Tempos de mercado fechado, em que era possível reconhecer marca e modelo a quilômetros e cada fabricante tinha identidade própria
Minha ligação com a VW surgiu nas reuniões familiares dominicais, na última casa de uma extensa rua sem saída. Cada tio aparecia com seu bólido e cada primo defendia com unhas e dentes a honra da marca escolhida. Os Volkswagens reinavam, entre Gols e Passats, mas havia de tudo — Chevette, Escort, Monza, Del Rey e até Opala. Fiats eram motivo de bullying entre primos, no tempo em que isso se chamava apenas gozação.
Tempos de mercado fechado, em que era possível reconhecer marca e modelo a quilômetros de distância: Renault, Peugeot e Citroën eram bichos exóticos, vistos apenas nas revistas e nas cartelas de Super Trunfo. Cada fabricante tinha identidade própria: a VW com sua confiabilidade, a Ford com a qualidade de construção e acabamento e a GM amealhava prestígio conciliando ambos. A Fiat engatinhava: ainda lutava contra a injusta fama de problemática.
Vinte e cinco anos se passaram e a família continua se reunindo no mesmo local. O cenário agora é dominado pelos Fiats, novo ícone nacional de confiabilidade e popularidade. Os tios mais tradicionais ainda compram VW, mas são minoria. Um Ford aqui, um Chevrolet ali e o restante migrou para Honda e Toyota. Alguns se aventuram pelos franceses (especialmente Renault) e a ala da Hyundai está crescendo.
Outros tempos
É impressionante como ninguém mais se apega a esses conceitos de identidade: superada a questão da confiabilidade, nada segurou a Fiat, líder de vendas quase desde a virada do milênio. Os entusiastas da dinastia Lampredi foram literalmente abandonados há 10 anos, quando a Fiat abriu mão de seus sonoros e giradores motores em favor de um motor convencional, o Chevrolet de 1,8 litro. O pragmatismo falou mais alto: tradição não paga contas.

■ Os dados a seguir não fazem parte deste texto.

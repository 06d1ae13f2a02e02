use std::{future::Future, sync::Arc};

use alloy_primitives::B256;
use anyhow::anyhow;
use discv5::enr::NodeId;
use portal_api::{
    utils::bytes::hex_encode, EpochAccumulator, HeaderWithProof, HistoryContentKey,
    PortalBlockBody, PortalReceipts,
};
use portal_validation::validator::{ValidationResult, Validator};
use ssz::Decode;
use tracing::{debug, warn};

use crate::{error::HistoryError, storage::HistoryStorage, validation::ChainHistoryValidator};

/// Number of network lookups made for one piece of content before giving up.
pub const MAX_LOOKUP_ATTEMPTS: usize = 4;

/// The overlay operations the history network relies on.
pub trait ContentNetwork: Send + Sync + 'static {
    /// Asks the overlay for the content stored under `content_key`.
    fn content_lookup(
        &self,
        content_key: &HistoryContentKey,
    ) -> impl Future<Output = anyhow::Result<Vec<u8>>> + Send;

    /// Offers content to interested peers, skipping `source` if set. Implementations pick up to 4
    /// of the closest interested peers plus up to 4 random farther ones.
    ///
    /// Returns the number of peers the content was offered to.
    fn gossip(
        &self,
        source: Option<NodeId>,
        content: Vec<(HistoryContentKey, Vec<u8>)>,
    ) -> impl Future<Output = anyhow::Result<usize>> + Send;
}

/// History network layer on top of the overlay network. Resolves content locally when possible,
/// and only stores content fetched from the network after it validated.
pub struct HistoryNetwork<N> {
    pub overlay: Arc<N>,
    pub storage: Arc<HistoryStorage>,
    pub validator: Arc<ChainHistoryValidator>,
}

impl<N: ContentNetwork> HistoryNetwork<N> {
    pub fn new(overlay: Arc<N>, storage: HistoryStorage, validator: ChainHistoryValidator) -> Self {
        Self {
            overlay,
            storage: Arc::new(storage),
            validator: Arc::new(validator),
        }
    }

    pub async fn get_block_header(
        &self,
        block_hash: B256,
    ) -> Result<HeaderWithProof, HistoryError> {
        self.get_content(
            HistoryContentKey::new_block_header(block_hash),
            decode_ssz::<HeaderWithProof>,
            |content| self.validator.validate_header(block_hash, content),
        )
        .await
    }

    pub async fn get_block_body(&self, block_hash: B256) -> Result<PortalBlockBody, HistoryError> {
        let header = self.get_block_header(block_hash).await?.header;
        self.get_content(
            HistoryContentKey::new_block_body(block_hash),
            decode_ssz::<PortalBlockBody>,
            |content| self.validator.validate_block_body(content, &header),
        )
        .await
    }

    pub async fn get_receipts(&self, block_hash: B256) -> Result<PortalReceipts, HistoryError> {
        let header = self.get_block_header(block_hash).await?.header;
        self.get_content(
            HistoryContentKey::new_block_receipts(block_hash),
            decode_ssz::<PortalReceipts>,
            |content| self.validator.validate_receipts(content, &header),
        )
        .await
    }

    pub async fn get_epoch_accumulator(
        &self,
        epoch_hash: B256,
    ) -> Result<EpochAccumulator, HistoryError> {
        self.get_content(
            HistoryContentKey::new_epoch_accumulator(epoch_hash),
            decode_ssz::<EpochAccumulator>,
            |content| self.validator.validate_epoch_accumulator(epoch_hash, content),
        )
        .await
    }

    /// Validates and stores each offered item in order.
    ///
    /// Items outside the radius, or already stored, are skipped without being validated. The
    /// first item that fails validation aborts the batch. Items before it stay stored. Returns
    /// the accepted content, ready to be gossiped.
    pub async fn validate_contents(
        &self,
        content_keys: &[Vec<u8>],
        contents: &[Vec<u8>],
    ) -> Result<Vec<(HistoryContentKey, Vec<u8>)>, HistoryError> {
        if content_keys.len() != contents.len() {
            return Err(HistoryError::InvalidContent(format!(
                "Offered {} content keys with {} content values",
                content_keys.len(),
                contents.len()
            )));
        }

        let mut validated = Vec::with_capacity(contents.len());
        for (raw_key, content) in content_keys.iter().zip(contents) {
            let content_key = HistoryContentKey::try_from(raw_key.as_slice()).map_err(|err| {
                HistoryError::InvalidContent(format!(
                    "Unable to decode content key {}: {err}",
                    hex_encode(raw_key)
                ))
            })?;
            if !self
                .storage
                .is_key_within_radius_and_unavailable(&content_key)?
            {
                debug!(
                    content.key = %content_key,
                    "Skipping offered content outside radius or already stored"
                );
                continue;
            }
            if let ValidationResult::Invalid(reason) =
                self.validate_content(&content_key, content).await
            {
                return Err(HistoryError::Validation {
                    content_key,
                    reason,
                });
            }
            self.storage.put(&content_key, content)?;
            validated.push((content_key, content.clone()));
        }
        Ok(validated)
    }

    pub async fn gossip(
        &self,
        source: Option<NodeId>,
        content: Vec<(HistoryContentKey, Vec<u8>)>,
    ) -> anyhow::Result<usize> {
        self.overlay.gossip(source, content).await
    }

    /// Looks up content locally, then on the network up to [MAX_LOOKUP_ATTEMPTS] times.
    ///
    /// Stored content was validated before it was written, so it is only decoded. Content from
    /// the network goes through `validate`, which also decodes it, and is stored once it passes.
    async fn get_content<T>(
        &self,
        content_key: HistoryContentKey,
        decode: fn(&[u8]) -> anyhow::Result<T>,
        validate: impl Fn(&[u8]) -> anyhow::Result<T>,
    ) -> Result<T, HistoryError> {
        if !self.storage.in_range(&content_key) {
            return Err(HistoryError::OutOfRange { content_key });
        }

        if let Some(content) = self.storage.get(&content_key)? {
            match decode(&content) {
                Ok(value) => return Ok(value),
                Err(err) => warn!(
                    content.key = %content_key,
                    error = %err,
                    "Unable to decode stored content, looking it up on the network"
                ),
            }
        }

        for attempt in 1..=MAX_LOOKUP_ATTEMPTS {
            let content = match self.overlay.content_lookup(&content_key).await {
                Ok(content) => content,
                Err(err) => {
                    warn!(
                        content.key = %content_key,
                        attempt,
                        error = %err,
                        "Content lookup failed"
                    );
                    continue;
                }
            };
            match validate(&content) {
                Ok(value) => {
                    debug!(
                        content.key = %content_key,
                        attempt,
                        "Found valid content on the network"
                    );
                    self.storage.put(&content_key, &content)?;
                    return Ok(value);
                }
                Err(err) => warn!(
                    content.key = %content_key,
                    attempt,
                    error = %err,
                    "Content validation failed"
                ),
            }
        }
        Err(HistoryError::ContentNotFound { content_key })
    }

    async fn check_content(
        &self,
        content_key: &HistoryContentKey,
        content: &[u8],
    ) -> anyhow::Result<()> {
        match content_key {
            HistoryContentKey::BlockHeaderWithProof(key) => {
                self.validator.validate_header(key.block_hash, content)?;
            }
            HistoryContentKey::BlockBody(key) => {
                let header = self.get_block_header(key.block_hash).await?.header;
                self.validator.validate_block_body(content, &header)?;
            }
            HistoryContentKey::BlockReceipts(key) => {
                let header = self.get_block_header(key.block_hash).await?.header;
                self.validator.validate_receipts(content, &header)?;
            }
            HistoryContentKey::EpochAccumulator(key) => {
                self.validator
                    .validate_epoch_accumulator(key.epoch_hash, content)?;
            }
        }
        Ok(())
    }
}

impl<N: ContentNetwork> Validator<HistoryContentKey> for HistoryNetwork<N> {
    async fn validate_content(
        &self,
        content_key: &HistoryContentKey,
        content: &[u8],
    ) -> ValidationResult {
        match self.check_content(content_key, content).await {
            Ok(()) => ValidationResult::CanonicallyValid,
            Err(err) => ValidationResult::Invalid(err.to_string()),
        }
    }
}

fn decode_ssz<T: Decode>(content: &[u8]) -> anyhow::Result<T> {
    T::from_ssz_bytes(content)
        .map_err(|err| anyhow!("Stored content has invalid encoding: {err:?}"))
}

Por outro lado, é impressionante ver o descenso da GM: nos anos 80 e 90 todo morador de São Caetano do Sul, SP, tinha um brilho no olhar cuja intensidade aumentava ao cruzar com um Opala, Monza, Omega ou Vectra, sempre reverenciados por quem entendia um mínimo de automóvel. O fabricante nunca mais foi o mesmo depois que entrou de sola no rentável mercado de populares: hoje o que vale é a quantidade colocada nas ruas, não a qualidade.
Exemplo disso foi a última encarnação do Vectra: a GM acreditou que proporções generosas e dupla vedação nas portas seriam suficientes para resgatar a clientela perdida para Civic e Corolla. Funcionou nos primeiros meses, mas o público logo percebeu que havia algo de errado — panes intermitentes, acabamento insatisfatório e um consumo voraz. E pensar que cobraram R$ 90 mil por um desses.

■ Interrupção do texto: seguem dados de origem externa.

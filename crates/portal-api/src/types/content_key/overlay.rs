use std::fmt;

use sha2::{Digest, Sha256};

use crate::utils::bytes::hex_encode;

/// Keys used to look up content in an overlay network.
pub trait OverlayContentKey:
    Into<Vec<u8>> + TryFrom<Vec<u8>> + Clone + fmt::Debug + fmt::Display + Send + Sync
{
    /// Wire encoding of the key.
    fn to_bytes(&self) -> Vec<u8>;

    /// Location of the content in the overlay keyspace: `sha256(key_bytes)`.
    fn content_id(&self) -> [u8; 32] {
        Sha256::digest(self.to_bytes()).into()
    }

    fn to_hex(&self) -> String {
        hex_encode(self.to_bytes())
    }
}
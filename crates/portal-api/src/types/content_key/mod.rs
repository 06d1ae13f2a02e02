pub mod error;
pub mod history;
pub mod overlay;
use std::time::Duration;

use alloy_primitives::B256;
use portal_validation::constants::DEFAULT_PRE_MERGE_ACC_HASH;

/// Capacity of the queue of offered content awaiting validation.
pub const DEFAULT_CONTENT_QUEUE_SIZE: usize = 256;

pub const DEFAULT_HEARTBEAT_INTERVAL: Duration = Duration::from_secs(30);

#[derive(Debug, Clone, PartialEq, Eq)]
pub struct HistoryConfig {
    pub content_queue_size: usize,
    pub heartbeat_interval: Duration,
    /// Root the pre-merge accumulator loaded at startup must hash to.
    pub pre_merge_acc_root: B256,
}

impl Default for HistoryConfig {
    fn default() -> Self {
        Self {
            content_queue_size: DEFAULT_CONTENT_QUEUE_SIZE,
            heartbeat_interval: DEFAULT_HEARTBEAT_INTERVAL,
            pre_merge_acc_root: DEFAULT_PRE_MERGE_ACC_HASH,
        }
    }
}
use portal_api::{Distance, HistoryContentKey, OverlayContentKey};
use portal_storage::{ContentId, ContentStorage, ContentStoreError, PortalStorageConfig};

/// Storage layer for the history network. Content is stored under the id of its content key.
pub struct HistoryStorage {
    store: ContentStorage,
}

impl HistoryStorage {
    pub fn new(config: PortalStorageConfig) -> Result<Self, ContentStoreError> {
        Ok(Self {
            store: ContentStorage::new(config)?,
        })
    }

    pub fn get(&self, key: &HistoryContentKey) -> Result<Option<Vec<u8>>, ContentStoreError> {
        self.store.get(&content_id(key))
    }

    pub fn put(&self, key: &HistoryContentKey, value: &[u8]) -> Result<(), ContentStoreError> {
        self.store.put(&content_id(key), value)
    }

    /// Whether the content falls within the radius of this node.
    pub fn in_range(&self, key: &HistoryContentKey) -> bool {
        self.store.in_range(&content_id(key))
    }

    pub fn is_key_within_radius_and_unavailable(
        &self,
        key: &HistoryContentKey,
    ) -> Result<bool, ContentStoreError> {
        self.store
            .is_key_within_radius_and_unavailable(&content_id(key))
    }

    pub fn radius(&self) -> Distance {
        self.store.radius()
    }

    /// Drops everything outside `radius` and shrinks the radius to it.
    pub fn force_prune(&self, radius: Distance) -> Result<usize, ContentStoreError> {
        self.store.force_prune(radius)
    }

    /// Get a summary of the current state of storage
    pub fn get_summary_info(&self) -> String {
        match self.store.usage_stats() {
            Ok(usage_stats) => format!("{usage_stats}; radius: {}", self.store.radius()),
            Err(err) => format!("usage stats unavailable: {err}"),
        }
    }
}

fn content_id(key: &HistoryContentKey) -> ContentId {
    ContentId::from(key.content_id())
}
use std::{fs, path::Path};

use alloy_primitives::{B256, U256};
use anyhow::{anyhow, bail, ensure};
use ethereum_hashing::hash32_concat;
use portal_api::{EpochAccumulator, Header, PreMergeAccumulatorProof};
use serde::{Deserialize, Serialize};
use ssz::Decode;
use ssz_derive::{Decode, Encode};
use ssz_types::{typenum, VariableList};
use tree_hash::TreeHash;
use tree_hash_derive::TreeHash;

use crate::{
    constants::{EPOCH_SIZE, EPOCH_TREE_DEPTH, MERGE_BLOCK_NUMBER},
    merkle::MerkleTree,
};

/// SSZ List[Hash256, max_length = MAX_HISTORICAL_EPOCHS]
/// List of historical epoch accumulator merkle roots preceding current epoch.
pub type HistoricalEpochRoots = VariableList<B256, typenum::U131072>;

/// Epoch holding block `block_number`.
pub fn get_epoch_index(block_number: u64) -> u64 {
    block_number / EPOCH_SIZE
}

/// Position of block `block_number` inside its epoch.
pub fn get_header_record_index(block_number: u64) -> u64 {
    block_number % EPOCH_SIZE
}

/// Commitment to the whole pre-merge chain: the root of every epoch, in order.
///
/// Built once from chain data and shipped to nodes as an SSZ artifact; read-only afterwards.
#[derive(
    Clone, Debug, Default, Decode, Encode, Eq, PartialEq, Deserialize, Serialize, TreeHash,
)]
pub struct PreMergeAccumulator {
    pub historical_epochs: HistoricalEpochRoots,
}

impl PreMergeAccumulator {
    /// Loads an SSZ encoded accumulator from disk.
    pub fn try_from_file(path: &Path) -> anyhow::Result<Self> {
        let raw = fs::read(path)
            .map_err(|err| anyhow!("Unable to read pre-merge accumulator at {path:?}: {err}"))?;
        Self::from_ssz_bytes(&raw)
            .map_err(|err| anyhow!("Unable to decode pre-merge accumulator: {err:?}"))
    }

    /// Loads an accumulator from disk and checks that it hashes to `expected_root`.
    pub fn try_from_file_with_root(path: &Path, expected_root: B256) -> anyhow::Result<Self> {
        let accumulator = Self::try_from_file(path)?;
        accumulator.verify_root(expected_root)?;
        Ok(accumulator)
    }

    pub fn verify_root(&self, expected_root: B256) -> anyhow::Result<()> {
        let root = self.tree_hash_root();
        ensure!(
            root == expected_root,
            "Pre-merge accumulator root mismatch. Found: {root} - Expected: {expected_root}"
        );
        Ok(())
    }

    /// Number of the last block to be included in the accumulator
    pub fn height(&self) -> u64 {
        MERGE_BLOCK_NUMBER
    }

    /// Root of the epoch holding block `block_number`, if that epoch is committed.
    pub fn epoch_root(&self, block_number: u64) -> Option<B256> {
        let epoch_index = usize::try_from(get_epoch_index(block_number)).ok()?;
        self.historical_epochs.get(epoch_index).copied()
    }

    pub fn contains_epoch_root(&self, epoch_root: &B256) -> bool {
        self.historical_epochs.contains(epoch_root)
    }

    /// Builds the 15 hash proof that `header` is part of `epoch_acc`.
    ///
    /// The epoch tree has one leaf per header record, `hash(block_hash, total_difficulty)`, at
    /// depth 13. The proof starts from the block hash, so the total difficulty is the first
    /// sibling, and ends with the list length mixed into the epoch root.
    pub fn construct_proof(
        header: &Header,
        epoch_acc: &EpochAccumulator,
    ) -> anyhow::Result<PreMergeAccumulatorProof> {
        if header.number > MERGE_BLOCK_NUMBER {
            bail!("Unable to construct proof for post-merge header.");
        }
        let hr_index = get_header_record_index(header.number) as usize;
        let header_record = epoch_acc.get(hr_index).ok_or_else(|| {
            anyhow!(
                "Epoch accumulator has {} records, no record for block {}",
                epoch_acc.len(),
                header.number
            )
        })?;
        let header_hash = header.hash();
        ensure!(
            header_record.block_hash == header_hash,
            "Block hash doesn't match historical header hash found in epoch acc. Found: {} - Expected: {header_hash}",
            header_record.block_hash
        );

        let leaves = epoch_acc
            .iter()
            .map(|record| {
                B256::from(hash32_concat(
                    record.block_hash.as_slice(),
                    &record.total_difficulty.to_le_bytes::<32>(),
                ))
            })
            .collect::<Vec<B256>>();
        let merkle_tree = MerkleTree::create(&leaves, EPOCH_TREE_DEPTH)
            .map_err(|err| anyhow!("Unable to build epoch tree: {err}"))?;
        let (leaf, mut proof) = merkle_tree
            .generate_proof(hr_index, EPOCH_TREE_DEPTH)
            .map_err(|err| anyhow!("Unable to generate proof for given index: {err}"))?;

        let header_difficulty = B256::from(header_record.total_difficulty.to_le_bytes::<32>());
        let record_hash = B256::from(hash32_concat(
            header_hash.as_slice(),
            header_difficulty.as_slice(),
        ));
        ensure!(
            leaf == record_hash,
            "Epoch tree leaf doesn't match header record"
        );

        proof.insert(0, header_difficulty);
        proof.push(B256::from(U256::from(epoch_acc.len()).to_le_bytes::<32>()));

        let proof: [B256; 15] = proof
            .try_into()
            .map_err(|proof: Vec<B256>| anyhow!("Invalid proof length: {}", proof.len()))?;
        Ok(proof.into())
    }
}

Nos anos 80 e 90 todo morador de São Caetano do Sul, SP, tinha um brilho no olhar ao cruzar com um Opala, Monza, Omega ou Vectra
Outro dia cruzei na rua com um engenheiro aposentado da GM: agora ele é o feliz proprietário de um automóvel nipo-brasileiro, fabricado no interior de São Paulo. Incrédulo, arregalei os olhos, e ele respondeu, resignado: “Para você ver, Bitu, a que ponto chegamos…”. Conhece muito de automóvel e é imune a qualquer estratégia de marketing, a ponto de considerar a troca do japonês por um Hyundai.
Isso mesmo: aqueles Mitsubishis requentados da década de 1990 são coisa do passado. Fiquei surpreso com o piracicabano HB20, pois não botava uma fé que eles seriam capazes de fazer algo tão bom quanto os aclamados Azera, Tucson e I30. Aliás, o mercado do I30 foi entregue de mão beijada pela VW, que insistiu em não atualizar um de seus melhores produtos, o Golf.
Tenho um amigo que comprou Golfs por muitos anos, mantendo a tradição dos precursores Passat e Gol. Pegava um Golf novo de dois em dois anos, mas em 2010 tudo mudou com a chegada do I30: qualidade, equipamentos e um motorzão de 145 cv por preço menor que o do alemão de São José dos Pinhais, PR. Tentava argumentar na concessionária VW, mas era tratado com empáfia: “Nosso produto é claramente superior ao coreano”.
É incrível, mas a VW mente para si mesma: ainda acredita numa superioridade técnica em relação à concorrência, provavelmente um resultado dos 42 anos em que liderou o mercado. É sempre muito bom curtir o Jetta TSI, o motor turbo e seu câmbio DSG, mas o grosso ainda é composto pelo motorzinho EA111 de 1,6 litro. Mesmo com calibração quase perfeita, sua presença por incontáveis anos só perde para a do onipresente EA827, o famigerado VW AP.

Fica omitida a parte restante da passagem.